**Source material**
==*==

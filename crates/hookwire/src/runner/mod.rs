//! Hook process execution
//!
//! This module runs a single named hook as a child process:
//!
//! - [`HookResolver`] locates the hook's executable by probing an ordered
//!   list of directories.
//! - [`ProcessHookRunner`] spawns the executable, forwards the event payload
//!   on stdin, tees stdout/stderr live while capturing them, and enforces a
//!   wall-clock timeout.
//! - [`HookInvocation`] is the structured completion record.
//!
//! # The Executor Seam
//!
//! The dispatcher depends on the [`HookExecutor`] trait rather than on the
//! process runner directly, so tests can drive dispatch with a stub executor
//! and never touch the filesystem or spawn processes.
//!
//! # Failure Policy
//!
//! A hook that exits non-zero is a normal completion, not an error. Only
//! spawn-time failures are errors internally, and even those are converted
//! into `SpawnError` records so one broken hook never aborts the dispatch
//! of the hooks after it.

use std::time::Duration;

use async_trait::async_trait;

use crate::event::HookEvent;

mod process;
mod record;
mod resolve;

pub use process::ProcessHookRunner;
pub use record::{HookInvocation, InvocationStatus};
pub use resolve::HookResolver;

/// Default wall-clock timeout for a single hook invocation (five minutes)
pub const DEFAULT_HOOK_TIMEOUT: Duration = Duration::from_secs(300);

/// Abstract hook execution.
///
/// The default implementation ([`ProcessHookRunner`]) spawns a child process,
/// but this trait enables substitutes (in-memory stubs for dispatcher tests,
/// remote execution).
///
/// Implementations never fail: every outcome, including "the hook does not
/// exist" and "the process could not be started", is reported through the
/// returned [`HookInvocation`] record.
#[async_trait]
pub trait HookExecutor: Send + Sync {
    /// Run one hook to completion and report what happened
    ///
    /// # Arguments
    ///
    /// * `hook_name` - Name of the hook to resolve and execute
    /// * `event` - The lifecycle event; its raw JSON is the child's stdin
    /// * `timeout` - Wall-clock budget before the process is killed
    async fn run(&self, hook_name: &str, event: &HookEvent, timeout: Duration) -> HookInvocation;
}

==*==

Print, without alteration, only the lines above between the one holding "or spawn processes." and the one holding "hooks after it.", inclusive.

//! and never touch the filesystem or spawn processes.
//!
//! # Failure Policy
//!
//! A hook that exits non-zero is a normal completion, not an error. Only
//! spawn-time failures are errors internally, and even those are converted
//! into `SpawnError` records so one broken hook never aborts the dispatch
//! of the hooks after it.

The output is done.